Witham Friary

Witham Friary

The church of the Blessed Virgin Mary, St John the Baptist and All Saints, Witham Friary, is now the only remaining Carthusian place of worship in the UK open to the public and is a place of pilgrimage with strong links to Lincoln Cathedral through St Hugh. Church services are held on the second Sunday of the month with a special celebration every November for the Feast of St Hugh.  Baptisms, weddings and funerals take place and there are a number of ‘informal’ services on special dates throughout the year.

With the support of the village, the organ in the church was fully restored in 2018.

The church is working on its eco-church credentials and is reviewing how the churchyard is managed for wildlife as well as for visitors.

The village hall (formerly the school) adjacent the church is in frequent use for community events and accommodates a sub-post office on Wednesday mornings.  The hall has been enlarged and recently modernised since it ceased being the village school 55 years ago and now hosts the Witham History Society meetings, occasional pop-up restaurant events, Parish Council and WI meetings including annual celebrations such as at Christmas, Easter and Harvest festivals, thanks to the very active community spirit in the village across all age groups. 

The church is not open regularly during the day but visitors can contact one of the churchwardens (phone numbers outside the church) if they wish to see the interior of the church.


Anne Dalgety 


Witham Friary is a village of some 100 houses and several farms.  Hugh of Avalon was tasked by Henry II in 1179 to establish the first Carthusian monastery in England, part of the king’s penance for the murder of Thomas Becket. The monastery buildings did not survive Henry VIII’s dissolution of the monasteries and the church, which was the lay brothers’ chapel, and the Dovecote, (now an architect’s studio) are the only remaining buildings and are listed in B.L.Harris’ ‘Guide to Churches and Cathedrals’.  The church is listed Grade I and mentioned in Betjeman’s ‘Guide to English Parish Churches ‘.  Three fish ponds, reputed to provide for the monks’ non-meat diet, can be found a mile outside the village on the site of the mediaeval monastery.

The church became a parish church in 1459.  The building has had much done to it over the centuries.  There was a significant restoration in 1828-29 including the addition of a tower which was taken down in the next major renovation in 1875.  The thick walls are supported by flying buttresses installed in 1875 and the west end was also rebuilt with a bellcote for three bells.

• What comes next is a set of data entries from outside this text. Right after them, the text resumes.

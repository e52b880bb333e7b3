//! Keyword-based risk classification of free text.
//!
//! Text is trimmed and lowercased, then matched by plain substring containment
//! against three fixed lists. There is no tokenization: `"mad"` hits inside
//! `"made"`, and `"stressed"` counts for both `"stress"` and `"stressed"`.
//!
//! ```text
//! high-distress phrase present ─────────────► high
//! neg >= 2 && neg >= pos ───────────────────► negative
//! pos >= 2 && pos >  neg ───────────────────► positive
//! neg >= 1 && neg >= pos ───────────────────► negative
//! pos >= 1 && pos >  neg ───────────────────► positive
//! otherwise ────────────────────────────────► neutral
//! ```

use serde::{Deserialize, Serialize};
use std::fmt;

/// Phrases that indicate acute self-harm risk. Any single match wins.
pub const HIGH_DISTRESS_PHRASES: &[&str] = &[
    "i want to die",
    "want to die",
    "kill myself",
    "end my life",
    "suicide",
    "take my life",
    "don't want to live",
    "dont want to live",
    "i can't go on",
    "i cant go on",
];

pub const NEGATIVE_WORDS: &[&str] = &[
    "sad",
    "depressed",
    "depressing",
    "hopeless",
    "stressed",
    "stress",
    "overwhelmed",
    "anxious",
    "anxiety",
    "angry",
    "mad",
    "furious",
    "frustrated",
    "worried",
    "panic",
    "tired",
    "exhausted",
    "burnt out",
    "burned out",
    "lonely",
];

pub const POSITIVE_WORDS: &[&str] = &[
    "happy",
    "good",
    "great",
    "calm",
    "relaxed",
    "fine",
    "better",
    "excited",
    "motivated",
    "hopeful",
    "grateful",
];

// ---------------------------------------------------------------------------
// RiskCategory
// ---------------------------------------------------------------------------

/// Result of classifying a piece of text.
#[derive(Debug, Clone, Copy, PartialEq, Eq, Hash, Serialize, Deserialize)]
#[serde(rename_all = "snake_case")]
pub enum RiskCategory {
    High,
    Negative,
    Positive,
    Neutral,
}

impl RiskCategory {
    #[must_use]
    pub const fn as_str(self) -> &'static str {
        match self {
            Self::High => "high",
            Self::Negative => "negative",
            Self::Positive => "positive",
            Self::Neutral => "neutral",
        }
    }
}

impl fmt::Display for RiskCategory {
    fn fmt(&self, f: &mut fmt::Formatter<'_>) -> fmt::Result {
        f.write_str(self.as_str())
    }
}

// ---------------------------------------------------------------------------
// Analysis
// ---------------------------------------------------------------------------

/// Category plus the keywords that produced it.
///
/// When a high-distress phrase matches, keyword counting is skipped and both
/// hit lists stay empty.
#[derive(Debug, Clone, PartialEq, Eq, Serialize)]
pub struct Analysis {
    pub category: RiskCategory,
    pub distress_phrase: Option<&'static str>,
    pub negative_hits: Vec<&'static str>,
    pub positive_hits: Vec<&'static str>,
}

impl Analysis {
    #[must_use]
    pub fn negative_count(&self) -> usize {
        self.negative_hits.len()
    }

    #[must_use]
    pub fn positive_count(&self) -> usize {
        self.positive_hits.len()
    }
}

/// Classify `text` into a [`RiskCategory`].
#[must_use]
pub fn classify(text: &str) -> RiskCategory {
    analyze(text).category
}

/// Classify `text` and report which keywords matched.
#[must_use]
pub fn analyze(text: &str) -> Analysis {
    let normalized = normalize(text);

    if let Some(phrase) = first_match(&normalized, HIGH_DISTRESS_PHRASES) {
        tracing::debug!(category = "high", "distress phrase matched");
        return Analysis {
            category: RiskCategory::High,
            distress_phrase: Some(phrase),
            negative_hits: Vec::new(),
            positive_hits: Vec::new(),
        };
    }

    let negative_hits = all_matches(&normalized, NEGATIVE_WORDS);
    let positive_hits = all_matches(&normalized, POSITIVE_WORDS);
    let category = decide(negative_hits.len(), positive_hits.len());

    tracing::debug!(
        %category,
        neg_hits = negative_hits.len(),
        pos_hits = positive_hits.len(),
        "classified text"
    );

    Analysis {
        category,
        distress_phrase: None,
        negative_hits,
        positive_hits,
    }
}

fn normalize(text: &str) -> String {
    text.trim().to_lowercase()
}

fn first_match(text: &str, needles: &'static [&'static str]) -> Option<&'static str> {
    needles.iter().copied().find(|needle| text.contains(needle))
}

fn all_matches(text: &str, needles: &'static [&'static str]) -> Vec<&'static str> {
    needles
        .iter()
        .copied()
        .filter(|needle| text.contains(needle))
        .collect()
}

/// Tie-break ladder. Order matters: the `>= 2` rungs are checked before `>= 1`.
const fn decide(neg: usize, pos: usize) -> RiskCategory {
    if neg >= 2 && neg >= pos {
        RiskCategory::Negative
    } else if pos >= 2 && pos > neg {
        RiskCategory::Positive
    } else if neg >= 1 && neg >= pos {
        RiskCategory::Negative
    } else if pos >= 1 && pos > neg {
        RiskCategory::Positive
    } else {
        RiskCategory::Neutral
    }
}

#[cfg(test)]
mod tests {
    use super::*;

    #[test]
    fn ladder_prefers_negative_on_ties() {
        assert_eq!(decide(2, 2), RiskCategory::Negative);
        assert_eq!(decide(1, 1), RiskCategory::Negative);
    }

    #[test]
    fn ladder_needs_strict_majority_for_positive() {
        assert_eq!(decide(1, 2), RiskCategory::Positive);
        assert_eq!(decide(0, 1), RiskCategory::Positive);
        assert_eq!(decide(3, 4), RiskCategory::Positive);
    }

    #[test]
    fn ladder_defaults_to_neutral() {
        assert_eq!(decide(0, 0), RiskCategory::Neutral);
    }

    #[test]
    fn normalize_trims_and_lowercases() {
        assert_eq!(normalize("  I Feel SAD \n"), "i feel sad");
    }

    #[test]
    fn keyword_lists_are_lowercase() {
        for word in HIGH_DISTRESS_PHRASES
            .iter()
            .chain(NEGATIVE_WORDS)
            .chain(POSITIVE_WORDS)
        {
            assert_eq!(*word, word.to_lowercase());
        }
    }

    #[test]
    fn category_serializes_snake_case() {
        let json = serde_json::to_string(&RiskCategory::Negative).expect("serialize");
        assert_eq!(json, "\"negative\"");
    }
}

However the church has a very rare stone ribbed vaulted roof – the work of St Hugh of Lincoln, Prior of Witham 1179-1186 – and a semi-circular east end, typical of Carthusian severe, contemplative design. The font is thought to date from 1459 and was buried under the tower and brought back out in 1875.

The south windows designed by Sir Ninian Comper  in 1922 tell the story of how St Hugh came to Witham and went on to be Bishop of Lincoln where he was responsible for the rebuilding it after a collapse.  The east windows are headed by the Carthusian order’s vows: Silence, Prayer, Solitude. 

The organ is a very fine example by William Sweetland of Bath, fully restored in 2018 by funds generously donated by villagers, village organisations and the Parish Council.  A scheme to encourage and develop budding organists of any age has been put on ‘Covid hold’.  The main churchyard areas are tended by local people keeping it in order for villagers and others to visit and look after their loved ones’ graves.

The History Society have produced a record of the village’s oral history and published a transcript with photographs entitled ‘Village Voices’ in 2015.  An excellent guide, Witham Friary Church and Village’ is also available by Michael McGarvie.  The book can be purchased in the pub or from the History Society.